BearerToken extractor

For routes that unconditionally require a bearer token, use the BearerToken extractor directly — it returns 401 when the header is absent or malformed: 
#[routes(state = AppState)]
impl MeController {
    #[get("/me")]
    pub async fn me(BearerToken(token): BearerToken) -> String {
        token
    }
}
Use OptionalBearerToken when the header is optional: 
pub async fn maybe_authed(OptionalBearerToken(token): OptionalBearerToken) -> String {
    token.unwrap_or_else(|| "anonymous".into())
}

AuthStrategyGuard

AuthStrategyGuard<S> wraps any type that implements AuthStrategy and can be derived as Default. Wire it onto a controller or individual route with #[use_guards]: 
pub struct JwtStrategy;

impl Default for JwtStrategy {
    fn default() -> Self { Self }
}

#[async_trait]
impl AuthStrategy for JwtStrategy {
    async fn validate(&self, parts: &Parts) -> Result<(), AuthError> {
        // verify JWT from Authorization header
        todo!()
    }
}

#[controller(prefix = "/admin")]
#[use_guards(AuthStrategyGuard<JwtStrategy>)]
pub struct AdminController;

Body limits and timeouts

Set a maximum request body size and a per-request timeout for any public endpoint: 
use std::time::Duration;

NestFactory::create::<AppModule>()
    .use_body_limit(1 * 1024 * 1024)          // 1 MiB
    .use_request_timeout(Duration::from_secs(10))
    .listen(3000)
    .await;

Production error sanitization

By default nestrs forwards internal error details to the client.

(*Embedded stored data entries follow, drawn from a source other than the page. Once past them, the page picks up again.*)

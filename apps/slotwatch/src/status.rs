use std::fmt;

use crate::monitoring::{Registry, TargetId};
use crate::store::StateStore;

#[derive(Debug, Clone, PartialEq, Eq)]
pub struct TargetStatus {
    pub id: TargetId,
    pub name: String,
    pub active: bool,
}

/// Point-in-time view of the monitoring state, in registry order
#[derive(Debug, Clone, PartialEq, Eq)]
pub struct StatusReport {
    pub polling_enabled: bool,
    pub recipients: usize,
    pub targets: Vec<TargetStatus>,
}

impl StatusReport {
    pub async fn collect(registry: &Registry, store: &StateStore) -> Self {
        let state = store.snapshot().await;
        let targets = registry
            .iter()
            .map(|target| TargetStatus {
                id: target.id.clone(),
                name: target.name.clone(),
                active: state.is_target_active(&target.id),
            })
            .collect();

        Self { polling_enabled: state.polling_enabled, recipients: state.recipients.len(), targets }
    }

    pub fn all_done(&self) -> bool {
        self.targets.iter().all(|target| !target.active)
    }
}

impl fmt::Display for StatusReport {
    fn fmt(&self, f: &mut fmt::Formatter<'_>) -> fmt::Result {
        writeln!(f, "Monitoring status:")?;
        writeln!(f, "  Polling: {}", if self.polling_enabled { "enabled" } else { "stopped" })?;
        writeln!(f, "  Subscribers: {}", self.recipients)?;
        writeln!(f, "  Targets:")?;
        for target in &self.targets {
            let state = if target.active { "in progress" } else { "booked" };
            writeln!(f, "    - {} [{}]: {}", target.name, target.id, state)?;
        }
        Ok(())
    }
}
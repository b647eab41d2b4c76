use serde::Deserialize;
use serde_json::json;
use std::time::Duration;

use super::{MessageSender, SendError};
use crate::store::RecipientId;

pub const DEFAULT_API_BASE: &str = "https://api.telegram.org";

#[derive(Debug, Deserialize)]
struct ApiResponse {
    ok: bool,
    #[serde(default)]
    description: Option<String>,
}

/// Delivers messages through the Telegram Bot API `sendMessage` method
pub struct TelegramSender {
    client: reqwest::Client,
    endpoint: String,
}

impl TelegramSender {
    pub fn new(api_base: &str, token: &str, timeout: Duration) -> Result<Self, SendError> {
        let client = reqwest::Client::builder().timeout(timeout).build()?;
        let endpoint = format!("{}/bot{}/sendMessage", api_base.trim_end_matches('/'), token);

        Ok(Self { client, endpoint })
    }
}

#[async_trait::async_trait]
impl MessageSender for TelegramSender {
    async fn send_message(&self, recipient: &RecipientId, text: &str) -> Result<(), SendError> {
        let response = self
            .client
            .post(&self.endpoint)
            .json(&json!({
                "chat_id": recipient.as_str(),
                "text": text,
                "parse_mode": "HTML",
            }))
            .send()
            .await?;

        let status = response.status();
        let body: ApiResponse = response.json().await?;

        if status.is_success() && body.ok {
            Ok(())
        } else {
            Err(SendError::Rejected {
                status: status.as_u16(),
                description: body.description.unwrap_or_default(),
            })
        }
    }
}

Call enable_production_errors_from_env() to suppress stack traces and internal messages whenever NESTRS_ENV, APP_ENV, or RUST_ENV equals production or prod: 
NestFactory::create::<AppModule>()
    .enable_production_errors_from_env()
    .listen(3000)
    .await;
Call enable_production_errors() unconditionally if you want sanitization regardless of environment.

Pre-production checklist

Run through this list before deploying a browser-facing or multi-tenant API:
  • use_security_headers(SecurityHeaders::default()) is called, or helmet_like() for richer isolation.
  • CSP is set explicitly for HTML-serving endpoints.
  • enable_cors(...) uses an explicit origin allowlist — not CorsOptions::permissive().
  • allow_credentials(true) is not combined with a wildcard origin.
  • Cookie or session flows have use_csrf_protection(...) wired.
  • The csrf Cargo feature is enabled alongside cookies.
  • No tracing WARN about missing CSRF at startup.
  • use_rate_limit(...) is configured (or enforced at the edge).
  • use_body_limit(...) is set per endpoint class.
  • use_request_timeout(...) is set for public routes.
  • enable_production_errors_from_env() (or enable_production_errors()) is active.
  • cargo audit is passing locally and in CI.
  • Secrets are loaded from env / secret manager, not committed to source.
  • Logs do not contain tokens, passwords, or API keys.
The defaults for every control are listed in docs/src/secure-defaults.md (in the repository), which also includes the full secure-by-default matrix.